Students playing a ball game "Quemado" in front of the clinic for Independence Day
 It is easy to block out the realities of life here in town where the poorest of the poor don’t live. When I work with the kids I can focus on their spirits and their zest for life, on the way they bring treats for me everyday even when I know they don’t have the extra money for it and in the way they smile and laugh despite what their situation is at home. But I’m reminded in the little things too. For example, I am reminded when one of the students Fernanda, who stays after to help me clean, tells me that her mom and sister are both deaf and that her dad left them so they have no means to make money. All of her older sisters and brothers have dropped out of school after 6th grade because it is too expensive for them to pay for the uniforms and the school supplies and they need to help at home. I know Fernanda is bright as she reads very well but as I look at her torn shirt, her shoes that are too small, and her eager eyes, I can’t help but be sad for what her future holds.
Students outside of the library at the Dia de la Independencia celebration
 I am reminded in the harshness of life here as I talk to the translators for the brigades who have traveled and lived in the United States. One translator in particular, Alex, put everything on the line in his 20 day journey crossing through Guatemala and Mexico. He had friends that didn’t make it and were killed and others who got sent home and had to try three or four times to get across the border. Once they get to the United States, they are forgotten. People don’t even look at them or see them as people. Instead he worked for $4.50 an hour, sixty hours a week and lived in a cramped apartment with eight other people. He sent money back to his family when he couldn’t even afford to pay his own rent. The immigrants are not there by choice but rather by necessity because they have no opportunity here and all they want is to support their families. Most all of them are illegal “aliens”, no one in America cares about them yet they sacrifice everything just for the one chance at improving their lives and the lives of their family. The richest people in this community are those who have family in the States or those who have gone to the States and returned home to live. If this is what everyone is seeing, why wouldn’t they try for a chance to get this too?

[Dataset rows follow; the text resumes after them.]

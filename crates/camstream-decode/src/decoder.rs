//! 圧縮画像デコーダ

use image::{DynamicImage, ImageFormat};
use log::debug;

use crate::frame::{DecodedFrame, PixelLayout};

/// 平文バイト列をピクセルバッファに変換する能力
///
/// 解釈できない入力は `None` を返す。復号失敗やフラグメント欠落で壊れたフレームでは
/// これが普通に起きるので、呼び出し側は継続可能な失敗として扱う。
pub trait ImageDecoder {
    fn decode(&self, plaintext: &[u8]) -> Option<DecodedFrame>;
}

/// デコード時の色変換
#[derive(Debug, Clone, Copy, PartialEq, Eq, Default)]
#[cfg_attr(
    feature = "serde",
    derive(serde::Serialize, serde::Deserialize),
    serde(rename_all = "snake_case")
)]
pub enum ColorMode {
    /// 3 チャンネル RGB に変換する
    #[default]
    Color,
    /// 1 チャンネルのグレースケールに変換する
    Grayscale,
}

/// `image` クレートによる JPEG デコーダ
#[derive(Debug, Clone, Copy, Default)]
pub struct JpegDecoder {
    mode: ColorMode,
}

impl JpegDecoder {
    pub fn new(mode: ColorMode) -> Self {
        JpegDecoder { mode }
    }

    pub fn mode(&self) -> ColorMode {
        self.mode
    }

    fn convert(&self, image: DynamicImage) -> DecodedFrame {
        match self.mode {
            ColorMode::Color => {
                let rgb = image.into_rgb8();
                DecodedFrame {
                    width: rgb.width(),
                    height: rgb.height(),
                    layout: PixelLayout::Rgb8,
                    pixels: rgb.into_raw(),
                }
            }
            ColorMode::Grayscale => {
                let luma = image.into_luma8();
                DecodedFrame {
                    width: luma.width(),
                    height: luma.height(),
                    layout: PixelLayout::Luma8,
                    pixels: luma.into_raw(),
                }
            }
        }
    }
}

impl ImageDecoder for JpegDecoder {
    fn decode(&self, plaintext: &[u8]) -> Option<DecodedFrame> {
        match image::load_from_memory_with_format(plaintext, ImageFormat::Jpeg) {
            Ok(image) => Some(self.convert(image)),
            Err(e) => {
                debug!("jpeg decode failed ({} bytes): {e}", plaintext.len());
                None
            }
        }
    }
}
//! # camstream-transport
//!
//! UDP フレーミング層の実装。
//!
//! 暗号化済みフレームはフラグメントに分割され、各データグラムの末尾に
//! 暗号化されない 3 バイトのトレーラーが付く。
//!
//! ## データグラムの Wire Format
//!
//! ```text
//! [payload: variable][frame_id: u8][fragment_order: u8][complete: u8]
//!  ↑ AES-128-CBC 暗号文の一部
//! ```
//!
//! ## 受信側の流れ
//!
//! ```text
//! Datagram::parse → Reassembler::accept → (complete) → 組み立て済み暗号文
//! ```

#![no_std]
extern crate alloc;

pub mod assembly;
pub mod error;
pub mod fragment;
pub mod trailer;

pub use assembly::{ArrivalOrderAssembly, AssemblyPolicy, IndexedAssembly, Reassembler};
pub use error::TransportError;
pub use fragment::{DEFAULT_FRAGMENT_SIZE, Fragmenter};
pub use trailer::{Datagram, TRAILER_LEN, Trailer, encode_datagram, parse_trailer, payload};
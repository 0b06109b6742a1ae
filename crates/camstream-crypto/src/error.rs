//! 暗号エラー型

/// 暗号操作のエラー
#[derive(Debug, Clone, PartialEq, Eq, thiserror::Error)]
pub enum CryptoError {
    /// 鍵または IV の長さが不正（16バイト以外）
    #[error("Invalid key length (expected 16 bytes, got {0})")]
    InvalidKeyLength(usize),
    /// Base64 デコードに失敗
    #[error("Invalid Base64 encoding")]
    InvalidBase64,
    /// 暗号文の長さがブロック長の正の倍数ではない
    #[error("Invalid ciphertext length {len} (expected a positive multiple of 16)")]
    InvalidCiphertextLength { len: usize },
    /// 復号後の PKCS#7 パディングが壊れている
    #[error("Invalid PKCS#7 padding")]
    PaddingError,
}
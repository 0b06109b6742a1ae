//! # camstream-decode
//!
//! 復号済みの平文（JPEG）をピクセルバッファにするアダプタ。
//! デコードアルゴリズム自体は `image` クレートに任せ、ここでは
//! 「デコードできたか / できなかったか」だけをパイプラインに返す。

mod decoder;
mod frame;

pub use decoder::{ColorMode, ImageDecoder, JpegDecoder};
pub use frame::{DecodedFrame, PixelLayout};
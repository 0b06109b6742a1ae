//! camstream-pipeline エラー型

use std::io;
use std::path::PathBuf;

use camstream_crypto::CryptoError;

/// パイプラインを止める致命的なエラー
///
/// フレーム単位の失敗（復号・デコード失敗など）は [`FrameFailure`] として扱い、
/// ここには含めない。
#[derive(Debug, thiserror::Error)]
pub enum PipelineError {
    /// データグラム受信に失敗（ソケットエラー）
    #[error("failed to receive datagram: {0}")]
    Receive(#[source] io::Error),
    /// 表示シンクへの出力に失敗
    #[error("display sink failed: {0}")]
    Sink(#[source] io::Error),
}

/// フレーム単位の継続可能な失敗
///
/// 組み立て済みバッファを捨てて `Accumulating` に戻る。フレームは表示しない。
#[derive(Debug, Clone, PartialEq, Eq, thiserror::Error)]
pub enum FrameFailure {
    /// 組み立て中のバッファが上限を超えた
    #[error("frame buffer of {len} bytes exceeds the configured limit")]
    TooLarge { len: usize },
    /// 復号またはパディング除去に失敗
    #[error("failed to decrypt frame: {0}")]
    Cipher(#[from] CryptoError),
    /// 平文が画像として解釈できない
    #[error("failed to decode frame image")]
    Decode,
}

/// 設定の読み込み・検証エラー
#[derive(Debug, thiserror::Error)]
pub enum ConfigError {
    #[error("failed to read config file {}: {source}", path.display())]
    Io { path: PathBuf, source: io::Error },
    #[error("failed to parse config: {0}")]
    Parse(#[from] serde_json::Error),
    #[error("missing required setting '{0}'")]
    Missing(&'static str),
    #[error("invalid '{field}': {source}")]
    Key {
        field: &'static str,
        source: CryptoError,
    },
    #[error("invalid value for '{field}': {reason}")]
    InvalidValue { field: &'static str, reason: String },
}
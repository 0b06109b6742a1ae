//! 表示シンクと停止シグナル

use std::io;
use std::sync::Arc;
use std::sync::atomic::{AtomicBool, Ordering};

use camstream_decode::DecodedFrame;

use crate::stats::PipelineStats;

/// デコード済みフレームを表示する能力
pub trait FrameSink {
    fn present(&mut self, frame: &DecodedFrame) -> io::Result<()>;
}

impl<K: FrameSink + ?Sized> FrameSink for &mut K {
    fn present(&mut self, frame: &DecodedFrame) -> io::Result<()> {
        (**self).present(frame)
    }
}

impl<K: FrameSink + ?Sized> FrameSink for Box<K> {
    fn present(&mut self, frame: &DecodedFrame) -> io::Result<()> {
        (**self).present(frame)
    }
}

/// 受信ループを止めるかどうかの問い合わせ
///
/// フレームの 1 サイクル（表示または破棄）が終わるたびに 1 回だけ呼ばれる。
/// 組み立て途中で呼ばれることはない。
pub trait StopSignal {
    fn should_stop(&mut self, stats: &PipelineStats) -> bool;
}

impl<T: StopSignal + ?Sized> StopSignal for &mut T {
    fn should_stop(&mut self, stats: &PipelineStats) -> bool {
        (**self).should_stop(stats)
    }
}

/// 他スレッドからも立てられる停止フラグ
#[derive(Debug, Clone, Default)]
pub struct StopFlag {
    raised: Arc<AtomicBool>,
}

impl StopFlag {
    pub fn new() -> Self {
        Self::default()
    }

    pub fn raise(&self) {
        self.raised.store(true, Ordering::Release);
    }

    pub fn is_raised(&self) -> bool {
        self.raised.load(Ordering::Acquire)
    }
}

impl StopSignal for StopFlag {
    fn should_stop(&mut self, _stats: &PipelineStats) -> bool {
        self.is_raised()
    }
}

/// 指定枚数のフレームを表示したら止める
#[derive(Debug, Clone, Copy)]
pub struct FrameBudget {
    max_frames: Option<u64>,
}

impl FrameBudget {
    pub fn new(max_frames: u64) -> Self {
        FrameBudget {
            max_frames: Some(max_frames),
        }
    }

    /// 止まらない（プロセス終了まで受信を続ける）
    pub fn unlimited() -> Self {
        FrameBudget { max_frames: None }
    }
}

impl StopSignal for FrameBudget {
    fn should_stop(&mut self, stats: &PipelineStats) -> bool {
        self.max_frames
            .is_some_and(|max| stats.frames_presented >= max)
    }
}
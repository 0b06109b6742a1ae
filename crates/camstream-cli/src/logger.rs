//! 標準エラー出力へのロガー
//!
//! `-v` の回数でログレベルを決める。
//!
//! ```text
//! 2026-10-19T12:00:00.123+09:00 INFO  [camstream_pipeline::driver] id=0x01 order=0x00 complete=0 payload=1400
//! ```

use std::io::{self, Write};

use chrono::Local;
use log::{LevelFilter, Log, Metadata, Record, SetLoggerError};

pub(crate) struct SyncLogger {
    level: LevelFilter,
}

impl SyncLogger {
    pub(crate) fn new(verbose_level: u8) -> Self {
        SyncLogger {
            level: level_for(verbose_level),
        }
    }

    pub(crate) fn into_global_logger(self) -> Result<(), SetLoggerError> {
        let level = self.level;
        log::set_boxed_logger(Box::new(self))?;
        log::set_max_level(level);
        Ok(())
    }
}

/// 0 = info, 1 = debug, 2 以上 = trace
fn level_for(verbose_level: u8) -> LevelFilter {
    match verbose_level {
        0 => LevelFilter::Info,
        1 => LevelFilter::Debug,
        _ => LevelFilter::Trace,
    }
}

impl Log for SyncLogger {
    fn enabled(&self, metadata: &Metadata) -> bool {
        metadata.level() <= self.level
    }

    fn log(&self, record: &Record) {
        if !self.enabled(record.metadata()) {
            return;
        }
        let now = Local::now().format("%Y-%m-%dT%H:%M:%S%.3f%:z");
        // 書き込みに失敗しても受信は止めない
        let _ = writeln!(
            io::stderr().lock(),
            "{now} {:<5} [{}] {}",
            record.level(),
            record.target(),
            record.args()
        );
    }

    fn flush(&self) {
        let _ = io::stderr().flush();
    }
}

#[cfg(test)]
mod tests {
    use log::Level;

    use super::*;

    #[test]
    fn test_verbose_levels() {
        assert_eq!(level_for(0), LevelFilter::Info);
        assert_eq!(level_for(1), LevelFilter::Debug);
        assert_eq!(level_for(2), LevelFilter::Trace);
        assert_eq!(level_for(9), LevelFilter::Trace);
    }

    #[test]
    fn test_enabled_respects_level() {
        let logger = SyncLogger::new(0);
        let info = Metadata::builder().level(Level::Info).build();
        let debug = Metadata::builder().level(Level::Debug).build();
        assert!(logger.enabled(&info));
        assert!(!logger.enabled(&debug));
    }
}
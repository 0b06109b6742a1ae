//! データグラムのトレーラー（末尾 3 バイトのメタデータ）
//!
//! ## Wire Format
//! ```text
//! [payload: variable][frame_id: u8][fragment_order: u8][complete: u8]
//! ```
//!
//! トレーラーは暗号化されない。`complete` は 0 なら後続フラグメントあり、
//! 0 以外ならこのフラグメントでフレームが終わる。

use core::fmt;

use alloc::vec::Vec;

use crate::error::TransportError;

/// トレーラー長（frame_id: 1 + fragment_order: 1 + complete: 1）
pub const TRAILER_LEN: usize = 3;

/// データグラム末尾のメタデータ
#[derive(Debug, Clone, Copy, PartialEq, Eq)]
pub struct Trailer {
    /// フレーム ID（送信側で 1 から数え、256 で折り返す）
    pub frame_id: u8,
    /// フレーム内のフラグメント番号（0 始まり、u8 に切り詰め）
    pub fragment_order: u8,
    /// フレーム最後のフラグメントかどうか
    pub complete: bool,
}

impl Trailer {
    /// トレーラーを Wire Format に変換する（`complete` は 1 / 0）
    pub fn to_bytes(&self) -> [u8; TRAILER_LEN] {
        [self.frame_id, self.fragment_order, u8::from(self.complete)]
    }
}

impl fmt::Display for Trailer {
    fn fmt(&self, f: &mut fmt::Formatter<'_>) -> fmt::Result {
        write!(
            f,
            "id={:#04x} order={:#04x} complete={}",
            self.frame_id,
            self.fragment_order,
            u8::from(self.complete)
        )
    }
}

/// 受信データグラムのトレーラーを解析する
///
/// # エラー
/// - `TransportError::MalformedDatagram`: 3 バイト未満
pub fn parse_trailer(datagram: &[u8]) -> Result<Trailer, TransportError> {
    Ok(Datagram::parse(datagram)?.trailer)
}

/// トレーラーを除いたペイロード部分を返す
///
/// # エラー
/// - `TransportError::MalformedDatagram`: 3 バイト未満
pub fn payload(datagram: &[u8]) -> Result<&[u8], TransportError> {
    Ok(Datagram::parse(datagram)?.payload)
}

/// ペイロードとトレーラーから送信用データグラムを組み立てる
pub fn encode_datagram(payload: &[u8], trailer: Trailer) -> Vec<u8> {
    let mut datagram = Vec::with_capacity(payload.len() + TRAILER_LEN);
    datagram.extend_from_slice(payload);
    datagram.extend_from_slice(&trailer.to_bytes());
    datagram
}

/// 解析済みデータグラム（受信バッファを借用する）
#[derive(Debug, Clone, Copy, PartialEq, Eq)]
pub struct Datagram<'a> {
    /// 暗号文フラグメント
    pub payload: &'a [u8],
    pub trailer: Trailer,
}

impl<'a> Datagram<'a> {
    /// 受信したバイト列をペイロードとトレーラーに分割する
    ///
    /// ちょうど 3 バイトのデータグラムは空ペイロードとして有効
    /// （暗号文長がフラグメント長の倍数のとき、送信側は最後にトレーラーだけを送る）。
    pub fn parse(bytes: &'a [u8]) -> Result<Self, TransportError> {
        if bytes.len() < TRAILER_LEN {
            return Err(TransportError::MalformedDatagram { len: bytes.len() });
        }

        let (payload, tail) = bytes.split_at(bytes.len() - TRAILER_LEN);
        Ok(Datagram {
            payload,
            trailer: Trailer {
                frame_id: tail[0],
                fragment_order: tail[1],
                complete: tail[2] != 0,
            },
        })
    }
}

#[cfg(test)]
mod tests {
    use super::*;

    #[test]
    fn test_parse_trailer_fields() {
        let trailer = parse_trailer(&[0xAA, 0xBB, 7, 2, 0]).unwrap();
        assert_eq!(trailer.frame_id, 7);
        assert_eq!(trailer.fragment_order, 2);
        assert!(!trailer.complete);
    }

    #[test]
    fn test_complete_is_any_nonzero() {
        assert!(parse_trailer(&[1, 0, 1]).unwrap().complete);
        assert!(parse_trailer(&[1, 0, 0xFF]).unwrap().complete);
        assert!(!parse_trailer(&[1, 0, 0]).unwrap().complete);
    }

    #[test]
    fn test_payload_strips_trailer() {
        assert_eq!(payload(&[1, 2, 3, 4, 5, 6]).unwrap(), &[1, 2, 3]);
    }

    #[test]
    fn test_trailer_only_datagram() {
        let datagram = Datagram::parse(&[3, 9, 1]).unwrap();
        assert!(datagram.payload.is_empty());
        assert_eq!(
            datagram.trailer,
            Trailer {
                frame_id: 3,
                fragment_order: 9,
                complete: true
            }
        );
    }

    #[test]
    fn test_too_short_datagram() {
        assert_eq!(
            parse_trailer(&[1, 2]),
            Err(TransportError::MalformedDatagram { len: 2 })
        );
        assert_eq!(
            payload(&[]),
            Err(TransportError::MalformedDatagram { len: 0 })
        );
    }

    #[test]
    fn test_encode_datagram_layout() {
        let trailer = Trailer {
            frame_id: 0x12,
            fragment_order: 0x34,
            complete: true,
        };
        let datagram = encode_datagram(b"abc", trailer);
        assert_eq!(datagram, b"abc\x12\x34\x01");
        assert_eq!(Datagram::parse(&datagram).unwrap().trailer, trailer);
    }

    #[test]
    fn test_trailer_display() {
        let trailer = Trailer {
            frame_id: 1,
            fragment_order: 0x1f,
            complete: false,
        };
        assert_eq!(
            alloc::format!("{}", trailer),
            "id=0x01 order=0x1f complete=0"
        );
    }
}
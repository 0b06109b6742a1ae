//! 送信側のフラグメント分割
//!
//! カメラ側ファームウェアと同じ規則で、暗号化済みフレームをデータグラム列に分割する。
//!
//! ```text
//! ciphertext (len = n * size + leftover)
//!   → n 個: [size bytes][id][order=0..n-1][complete=0]
//!   → 1 個: [leftover bytes][id][order=n][complete=1]   ← leftover が 0 でも必ず送る
//! ```

use alloc::vec::Vec;

use crate::trailer::{Trailer, encode_datagram};

/// IP フラグメンテーションを避けるためのフラグメント長（バイト）
pub const DEFAULT_FRAGMENT_SIZE: usize = 1400;

/// 暗号化済みフレームをデータグラム列に分割するクラス
pub struct Fragmenter {
    /// 直前に使った frame_id（最初のフレームは 1）
    last_frame_id: u8,
    /// 1 データグラムあたりのペイロード最大バイト数
    fragment_size: usize,
}

impl Fragmenter {
    /// 新しい Fragmenter を生成する
    ///
    /// `fragment_size` が 0 の場合は 1 として扱う。
    pub fn new(fragment_size: usize) -> Self {
        Fragmenter {
            last_frame_id: 0,
            fragment_size: fragment_size.max(1),
        }
    }

    /// 暗号文を送信用データグラム列に分割する
    ///
    /// 最後のデータグラムだけが `complete = 1`。fragment_order は u8 に切り詰められる。
    pub fn make_datagrams(&mut self, ciphertext: &[u8]) -> Vec<Vec<u8>> {
        self.last_frame_id = self.last_frame_id.wrapping_add(1);
        let frame_id = self.last_frame_id;

        let full = ciphertext.len() / self.fragment_size;
        let (body, leftover) = ciphertext.split_at(full * self.fragment_size);

        let mut datagrams: Vec<Vec<u8>> = body
            .chunks(self.fragment_size)
            .enumerate()
            .map(|(i, chunk)| {
                let trailer = Trailer {
                    frame_id,
                    fragment_order: i as u8,
                    complete: false,
                };
                encode_datagram(chunk, trailer)
            })
            .collect();

        let last = Trailer {
            frame_id,
            fragment_order: full as u8,
            complete: true,
        };
        datagrams.push(encode_datagram(leftover, last));
        datagrams
    }

    /// 直前に使った frame_id（テスト用）
    pub fn last_frame_id(&self) -> u8 {
        self.last_frame_id
    }
}

impl Default for Fragmenter {
    fn default() -> Self {
        Self::new(DEFAULT_FRAGMENT_SIZE)
    }
}
//! テスト用送信機
//!
//! JPEG ファイルをカメラ側ファームウェアと同じ手順で送る：
//! PKCS#7 パディング → AES-128-CBC → 1400 バイトごとに分割 → トレーラー付与。

use std::fs;
use std::io;
use std::net::{Ipv4Addr, Ipv6Addr, SocketAddr, UdpSocket};
use std::path::PathBuf;
use std::thread;
use std::time::Duration;

use anyhow::{Context, anyhow};
use clap::{Arg, ArgMatches, Command, value_parser};
use log::{debug, info};

use camstream_crypto::{ChainPolicy, FrameSealer, decode_base64_block};
use camstream_transport::{DEFAULT_FRAGMENT_SIZE, Fragmenter};

use crate::cmd_serve::chain_policy_arg;

pub(super) const COMMAND: &str = "send";

const COMMAND_ARG_TO: &str = "to";
const COMMAND_ARG_KEY: &str = "key";
const COMMAND_ARG_IV: &str = "iv";
const COMMAND_ARG_CHAIN: &str = "chain";
const COMMAND_ARG_FRAGMENT_SIZE: &str = "fragment-size";
const COMMAND_ARG_REPEAT: &str = "repeat";
const COMMAND_ARG_INTERVAL: &str = "interval-ms";
const COMMAND_ARG_FILES: &str = "files";

pub(super) fn command() -> Command {
    Command::new(COMMAND)
        .about("Encrypt and send JPEG files the way the camera does")
        .arg(
            Arg::new(COMMAND_ARG_TO)
                .help("receiver address")
                .num_args(1)
                .value_name("ADDRESS")
                .value_parser(value_parser!(SocketAddr))
                .long("to")
                .required(true),
        )
        .arg(
            Arg::new(COMMAND_ARG_KEY)
                .help("AES-128 key (base64)")
                .num_args(1)
                .value_name("BASE64")
                .long("key")
                .required(true),
        )
        .arg(
            Arg::new(COMMAND_ARG_IV)
                .help("CBC initialization vector (base64)")
                .num_args(1)
                .value_name("BASE64")
                .long("iv")
                .required(true),
        )
        .arg(chain_policy_arg(COMMAND_ARG_CHAIN))
        .arg(
            Arg::new(COMMAND_ARG_FRAGMENT_SIZE)
                .help("payload bytes per datagram")
                .num_args(1)
                .value_name("BYTES")
                .value_parser(value_parser!(u16).range(1..))
                .default_value("1400")
                .long("fragment-size"),
        )
        .arg(
            Arg::new(COMMAND_ARG_REPEAT)
                .help("send the file list this many times")
                .num_args(1)
                .value_name("COUNT")
                .value_parser(value_parser!(u64))
                .default_value("1")
                .long("repeat"),
        )
        .arg(
            Arg::new(COMMAND_ARG_INTERVAL)
                .help("pause between frames")
                .num_args(1)
                .value_name("MILLISECONDS")
                .value_parser(value_parser!(u64))
                .default_value("100")
                .long("interval-ms"),
        )
        .arg(
            Arg::new(COMMAND_ARG_FILES)
                .help("JPEG files to send, one frame each")
                .num_args(1..)
                .value_name("FILE")
                .value_parser(value_parser!(PathBuf))
                .required(true),
        )
}

/// 1 フレームずつ暗号化・分割して送る
pub(crate) struct FrameSender {
    socket: UdpSocket,
    peer: SocketAddr,
    sealer: FrameSealer,
    fragmenter: Fragmenter,
}

impl FrameSender {
    pub(crate) fn new(
        peer: SocketAddr,
        sealer: FrameSealer,
        fragmenter: Fragmenter,
    ) -> io::Result<Self> {
        let local = match peer {
            SocketAddr::V4(_) => SocketAddr::from((Ipv4Addr::UNSPECIFIED, 0)),
            SocketAddr::V6(_) => SocketAddr::from((Ipv6Addr::UNSPECIFIED, 0)),
        };
        Ok(FrameSender {
            socket: UdpSocket::bind(local)?,
            peer,
            sealer,
            fragmenter,
        })
    }

    /// 送ったデータグラム数を返す
    pub(crate) fn send_frame(&mut self, plaintext: &[u8]) -> io::Result<usize> {
        let ciphertext = self.sealer.seal(plaintext);
        let datagrams = self.fragmenter.make_datagrams(&ciphertext);
        for datagram in &datagrams {
            self.socket.send_to(datagram, self.peer)?;
        }
        debug!(
            "sent frame id={:#04x}: {} bytes in {} datagrams",
            self.fragmenter.last_frame_id(),
            ciphertext.len(),
            datagrams.len()
        );
        Ok(datagrams.len())
    }
}

pub(super) fn run(args: &ArgMatches) -> anyhow::Result<()> {
    let decode = |id: &str| -> anyhow::Result<[u8; 16]> {
        let value = args
            .get_one::<String>(id)
            .ok_or_else(|| anyhow!("no --{id} given"))?;
        decode_base64_block(value).map_err(|e| anyhow!("invalid --{id}: {e}"))
    };
    let key = decode(COMMAND_ARG_KEY)?;
    let iv = decode(COMMAND_ARG_IV)?;

    let peer = *args
        .get_one::<SocketAddr>(COMMAND_ARG_TO)
        .ok_or_else(|| anyhow!("no --to given"))?;
    let policy = args
        .get_one::<ChainPolicy>(COMMAND_ARG_CHAIN)
        .copied()
        .unwrap_or_default();
    let fragment_size = args
        .get_one::<u16>(COMMAND_ARG_FRAGMENT_SIZE)
        .map(|&size| usize::from(size))
        .unwrap_or(DEFAULT_FRAGMENT_SIZE);
    let repeat = args.get_one::<u64>(COMMAND_ARG_REPEAT).copied().unwrap_or(1);
    let interval = Duration::from_millis(
        args.get_one::<u64>(COMMAND_ARG_INTERVAL)
            .copied()
            .unwrap_or_default(),
    );

    let frames = args
        .get_many::<PathBuf>(COMMAND_ARG_FILES)
        .into_iter()
        .flatten()
        .map(|path| {
            fs::read(path).with_context(|| format!("failed to read {}", path.display()))
        })
        .collect::<anyhow::Result<Vec<_>>>()?;

    let mut sender = FrameSender::new(
        peer,
        FrameSealer::new(key, iv, policy),
        Fragmenter::new(fragment_size),
    )
    .context("failed to open udp socket")?;

    let mut sent_frames = 0u64;
    let mut sent_datagrams = 0usize;
    for _ in 0..repeat {
        for frame in &frames {
            sent_datagrams += sender
                .send_frame(frame)
                .with_context(|| format!("failed to send to {peer}"))?;
            sent_frames += 1;
            thread::sleep(interval);
        }
    }
    info!("sent {sent_frames} frames ({sent_datagrams} datagrams) to {peer}");
    Ok(())
}

#[cfg(test)]
mod tests {
    use std::io::Cursor;

    use image::{DynamicImage, ImageFormat, RgbImage};

    use camstream_crypto::FrameCipher;
    use camstream_decode::{ColorMode, JpegDecoder};
    use camstream_pipeline::{FrameBudget, FrameDriver, PipelineStats};
    use camstream_transport::{AssemblyPolicy, Reassembler};

    use super::*;
    use crate::sink::LogSink;

    const KEY: [u8; 16] = *b"0123456789abcdef";
    const IV: [u8; 16] = *b"fedcba9876543210";

    fn sample_jpeg() -> Vec<u8> {
        let image = RgbImage::from_fn(40, 30, |x, y| image::Rgb([x as u8 * 6, y as u8 * 8, 0x40]));
        let mut bytes = Vec::new();
        DynamicImage::ImageRgb8(image)
            .write_to(&mut Cursor::new(&mut bytes), ImageFormat::Jpeg)
            .unwrap();
        bytes
    }

    #[test]
    fn test_send_and_receive_over_loopback() {
        let receiver = UdpSocket::bind("127.0.0.1:0").unwrap();
        receiver
            .set_read_timeout(Some(Duration::from_secs(5)))
            .unwrap();
        let peer = receiver.local_addr().unwrap();

        let mut sender = FrameSender::new(
            peer,
            FrameSealer::new(KEY, IV, ChainPolicy::Continuous),
            Fragmenter::new(256),
        )
        .unwrap();
        let jpeg = sample_jpeg();
        let first = sender.send_frame(&jpeg).unwrap();
        let second = sender.send_frame(&jpeg).unwrap();
        assert!(first > 1);
        assert_eq!(first, second);

        let mut driver = FrameDriver::new(
            receiver,
            LogSink::default(),
            FrameBudget::new(2),
            JpegDecoder::new(ColorMode::Color),
            FrameCipher::new(KEY, IV, ChainPolicy::Continuous),
            Reassembler::new(AssemblyPolicy::ArrivalOrder),
        );
        let stats: PipelineStats = driver.run().unwrap();
        assert_eq!(stats.frames_presented, 2);
        assert_eq!(stats.datagrams, (first + second) as u64);
    }

    #[test]
    fn test_command_requires_files() {
        let result = command().try_get_matches_from([
            "send", "--to", "127.0.0.1:20001", "--key", "AAAAAAAAAAAAAAAAAAAAAA", "--iv",
            "AAAAAAAAAAAAAAAAAAAAAA",
        ]);
        assert!(result.is_err());
    }

    #[test]
    fn test_zero_fragment_size_rejected() {
        let result = command().try_get_matches_from([
            "send", "--to", "127.0.0.1:20001", "--key", "k", "--iv", "i", "--fragment-size", "0",
            "a.jpg",
        ]);
        assert!(result.is_err());
    }
}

View from riding on top of the bus (my new favorite activity in Honduras)
 Things have to get better here and it has to be from within. The problem is that when these living conditions and corrupt government systems have been in place for so long, it is going to be very difficult to change anything. But instead of getting frustrated, I have to focus on the small changes I can make. I may not be able to give more jobs to the people in this community but I can help a deserving student get a scholarship to attend high school through the education program. I may not be able to prevent someone from getting a parasite or diarrhea through the unfiltered water they drink, but I can help plan a medical brigade that will treat them. It is a complicated life here full of hardship and I know that no matter how helpless the reality may seem at times, I must focus on the little things and on the relationships I am making and through this, I can still have hope that things here can and will get better.